Segment Start: Provided records

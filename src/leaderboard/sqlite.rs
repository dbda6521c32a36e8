use super::{LeaderboardEntry, NewScore};
use crate::app::config::Difficulty;
use crate::app::time::now_millis;
use anyhow::Context;
use sqlx::{sqlite::SqlitePoolOptions, Row, SqlitePool};
use std::path::PathBuf;

#[derive(Debug, Clone)]
pub struct SqliteLeaderboard {
    db: SqlitePool,
}

impl SqliteLeaderboard {
    pub async fn connect(database_url: &str) -> anyhow::Result<Self> {
        ensure_db_dir(database_url)?;
        let db = SqlitePoolOptions::new()
            .max_connections(5)
            .connect(database_url)
            .await
            .with_context(|| format!("failed to open {database_url}"))?;
        let store = Self { db };
        store.migrate().await?;
        Ok(store)
    }

    #[cfg(test)]
    pub(crate) async fn in_memory() -> anyhow::Result<Self> {
        let db = SqlitePoolOptions::new()
            .max_connections(1)
            .connect("sqlite::memory:")
            .await?;
        let store = Self { db };
        store.migrate().await?;
        Ok(store)
    }

    pub async fn migrate(&self) -> anyhow::Result<()> {
        sqlx::migrate!("./migrations")
            .run(&self.db)
            .await
            .context("failed to run leaderboard migrations")
    }

    pub async fn submit(&self, entry: &NewScore) -> anyhow::Result<()> {
        self.insert(entry, now_millis()).await
    }

    pub(crate) async fn insert(&self, entry: &NewScore, created_at: i64) -> anyhow::Result<()> {
        let id = uuid::Uuid::new_v4().to_string();
        sqlx::query(
            "INSERT INTO scores (id, player_name, score, difficulty, created_at) VALUES (?, ?, ?, ?, ?)",
        )
        .bind(id)
        .bind(&entry.player_name)
        .bind(entry.score)
        .bind(entry.difficulty.as_str())
        .bind(created_at)
        .execute(&self.db)
        .await
        .context("failed to insert score")?;
        Ok(())
    }

    pub async fn top_scores(
        &self,
        limit: i64,
        difficulty: Option<Difficulty>,
    ) -> anyhow::Result<Vec<LeaderboardEntry>> {
        let difficulty = difficulty.map(|value| value.as_str());
        let rows = sqlx::query(
            "SELECT player_name, score, difficulty, created_at FROM scores \
             WHERE (? IS NULL OR difficulty = ?) \
             ORDER BY score DESC, created_at ASC LIMIT ?",
        )
        .bind(difficulty)
        .bind(difficulty)
        .bind(limit)
        .fetch_all(&self.db)
        .await
        .context("failed to load leaderboard")?;

        let entries = rows
            .into_iter()
            .filter_map(|row| {
                Some(LeaderboardEntry {
                    player_name: row.try_get("player_name").ok()?,
                    score: row.try_get("score").ok()?,
                    difficulty: row.try_get("difficulty").ok()?,
                    created_at: row.try_get("created_at").ok()?,
                })
            })
            .collect();
        Ok(entries)
    }

    // 1-based position of the player's best entry in leaderboard order.
    pub async fn player_rank(
        &self,
        player_name: &str,
        difficulty: Option<Difficulty>,
    ) -> anyhow::Result<Option<i64>> {
        let difficulty = difficulty.map(|value| value.as_str());
        let best = sqlx::query(
            "SELECT score, created_at FROM scores \
             WHERE player_name = ? AND (? IS NULL OR difficulty = ?) \
             ORDER BY score DESC, created_at ASC LIMIT 1",
        )
        .bind(player_name)
        .bind(difficulty)
        .bind(difficulty)
        .fetch_optional(&self.db)
        .await
        .context("failed to load player best entry")?;
        let Some(best) = best else { return Ok(None) };
        let score: i64 = best.try_get("score")?;
        let created_at: i64 = best.try_get("created_at")?;

        let ahead: i64 = sqlx::query_scalar(
            "SELECT COUNT(*) FROM scores \
             WHERE (? IS NULL OR difficulty = ?) \
             AND (score > ? OR (score = ? AND created_at < ?))",
        )
        .bind(difficulty)
        .bind(difficulty)
        .bind(score)
        .bind(score)
        .bind(created_at)
        .fetch_one(&self.db)
        .await
        .context("failed to rank player")?;
        Ok(Some(ahead + 1))
    }

    pub async fn player_best(
        &self,
        player_name: &str,
        difficulty: Option<Difficulty>,
    ) -> anyhow::Result<Option<i64>> {
        let difficulty = difficulty.map(|value| value.as_str());
        let best: Option<i64> = sqlx::query_scalar(
            "SELECT MAX(score) FROM scores WHERE player_name = ? AND (? IS NULL OR difficulty = ?)",
        )
        .bind(player_name)
        .bind(difficulty)
        .bind(difficulty)
        .fetch_one(&self.db)
        .await
        .context("failed to load player best score")?;
        Ok(best)
    }
}

fn ensure_db_dir(database_url: &str) -> anyhow::Result<()> {
    if database_url.starts_with("sqlite::memory:") {
        return Ok(());
    }
    let path = database_url
        .strip_prefix("sqlite://")
        .or_else(|| database_url.strip_prefix("sqlite:"));
    let Some(path) = path else { return Ok(()) };
    let path = path.split('?').next().unwrap_or_default();
    if path.is_empty() || path == ":memory:" {
        return Ok(());
    }
    let db_path = PathBuf::from(path);
    if let Some(parent) = db_path.parent() {
        std::fs::create_dir_all(parent)
            .with_context(|| format!("failed to create {}", parent.display()))?;
    }
    if !db_path.exists() {
        std::fs::File::create(&db_path)
            .with_context(|| format!("failed to create {}", db_path.display()))?;
    }
    Ok(())
}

Segment End: Provided records

**What you have to do**
The answer must consist of every entry, set down exactly as given.

**Task solution**
filename src/leaderboard/sqlite.rs
repository dbda6521c32a36e8
use super::{LeaderboardEntry, NewScore};
use crate::app::config::Difficulty;
use crate::app::time::now_millis;
use anyhow::Context;
use sqlx::{sqlite::SqlitePoolOptions, Row, SqlitePool};
use std::path::PathBuf;

#[derive(Debug, Clone)]
pub struct SqliteLeaderboard {
    db: SqlitePool,
}

impl SqliteLeaderboard {
    pub async fn connect(database_url: &str) -> anyhow::Result<Self> {
        ensure_db_dir(database_url)?;
        let db = SqlitePoolOptions::new()
            .max_connections(5)
            .connect(database_url)
            .await
            .with_context(|| format!("failed to open {database_url}"))?;
        let store = Self { db };
        store.migrate().await?;
        Ok(store)
    }

    #[cfg(test)]
    pub(crate) async fn in_memory() -> anyhow::Result<Self> {
        let db = SqlitePoolOptions::new()
            .max_connections(1)
            .connect("sqlite::memory:")
            .await?;
        let store = Self { db };
        store.migrate().await?;
        Ok(store)
    }

    pub async fn migrate(&self) -> anyhow::Result<()> {
        sqlx::migrate!("./migrations")
            .run(&self.db)
            .await
            .context("failed to run leaderboard migrations")
    }

    pub async fn submit(&self, entry: &NewScore) -> anyhow::Result<()> {
        self.insert(entry, now_millis()).await
    }

    pub(crate) async fn insert(&self, entry: &NewScore, created_at: i64) -> anyhow::Result<()> {
        let id = uuid::Uuid::new_v4().to_string();
        sqlx::query(
            "INSERT INTO scores (id, player_name, score, difficulty, created_at) VALUES (?, ?, ?, ?, ?)",
        )
        .bind(id)
        .bind(&entry.player_name)
        .bind(entry.score)
        .bind(entry.difficulty.as_str())
        .bind(created_at)
        .execute(&self.db)
        .await
        .context("failed to insert score")?;
        Ok(())
    }

    pub async fn top_scores(
        &self,
        limit: i64,
        difficulty: Option<Difficulty>,
    ) -> anyhow::Result<Vec<LeaderboardEntry>> {
        let difficulty = difficulty.map(|value| value.as_str());
        let rows = sqlx::query(
            "SELECT player_name, score, difficulty, created_at FROM scores \
             WHERE (? IS NULL OR difficulty = ?) \
             ORDER BY score DESC, created_at ASC LIMIT ?",
        )
        .bind(difficulty)
        .bind(difficulty)
        .bind(limit)
        .fetch_all(&self.db)
        .await
        .context("failed to load leaderboard")?;

        let entries = rows
            .into_iter()
            .filter_map(|row| {
                Some(LeaderboardEntry {
                    player_name: row.try_get("player_name").ok()?,
                    score: row.try_get("score").ok()?,
                    difficulty: row.try_get("difficulty").ok()?,
                    created_at: row.try_get("created_at").ok()?,
                })
            })
            .collect();
        Ok(entries)
    }

    // 1-based position of the player's best entry in leaderboard order.
    pub async fn player_rank(
        &self,
        player_name: &str,
        difficulty: Option<Difficulty>,
    ) -> anyhow::Result<Option<i64>> {
        let difficulty = difficulty.map(|value| value.as_str());
        let best = sqlx::query(
            "SELECT score, created_at FROM scores \
             WHERE player_name = ? AND (? IS NULL OR difficulty = ?) \
             ORDER BY score DESC, created_at ASC LIMIT 1",
        )
        .bind(player_name)
        .bind(difficulty)
        .bind(difficulty)
        .fetch_optional(&self.db)
        .await
        .context("failed to load player best entry")?;
        let Some(best) = best else { return Ok(None) };
        let score: i64 = best.try_get("score")?;
        let created_at: i64 = best.try_get("created_at")?;

        let ahead: i64 = sqlx::query_scalar(
            "SELECT COUNT(*) FROM scores \
             WHERE (? IS NULL OR difficulty = ?) \
             AND (score > ? OR (score = ? AND created_at < ?))",
        )
        .bind(difficulty)
        .bind(difficulty)
        .bind(score)
        .bind(score)
        .bind(created_at)
        .fetch_one(&self.db)
        .await
        .context("failed to rank player")?;
        Ok(Some(ahead + 1))
    }

    pub async fn player_best(
        &self,
        player_name: &str,
        difficulty: Option<Difficulty>,
    ) -> anyhow::Result<Option<i64>> {
        let difficulty = difficulty.map(|value| value.as_str());
        let best: Option<i64> = sqlx::query_scalar(
            "SELECT MAX(score) FROM scores WHERE player_name = ? AND (? IS NULL OR difficulty = ?)",
        )
        .bind(player_name)
        .bind(difficulty)
        .bind(difficulty)
        .fetch_one(&self.db)
        .await
        .context("failed to load player best score")?;
        Ok(best)
    }
}

fn ensure_db_dir(database_url: &str) -> anyhow::Result<()> {
    if database_url.starts_with("sqlite::memory:") {
        return Ok(());
    }
    let path = database_url
        .strip_prefix("sqlite://")
        .or_else(|| database_url.strip_prefix("sqlite:"));
    let Some(path) = path else { return Ok(()) };
    let path = path.split('?').next().unwrap_or_default();
    if path.is_empty() || path == ":memory:" {
        return Ok(());
    }
    let db_path = PathBuf::from(path);
    if let Some(parent) = db_path.parent() {
        std::fs::create_dir_all(parent)
            .with_context(|| format!("failed to create {}", parent.display()))?;
    }
    if !db_path.exists() {
        std::fs::File::create(&db_path)
            .with_context(|| format!("failed to create {}", db_path.display()))?;
    }
    Ok(())
}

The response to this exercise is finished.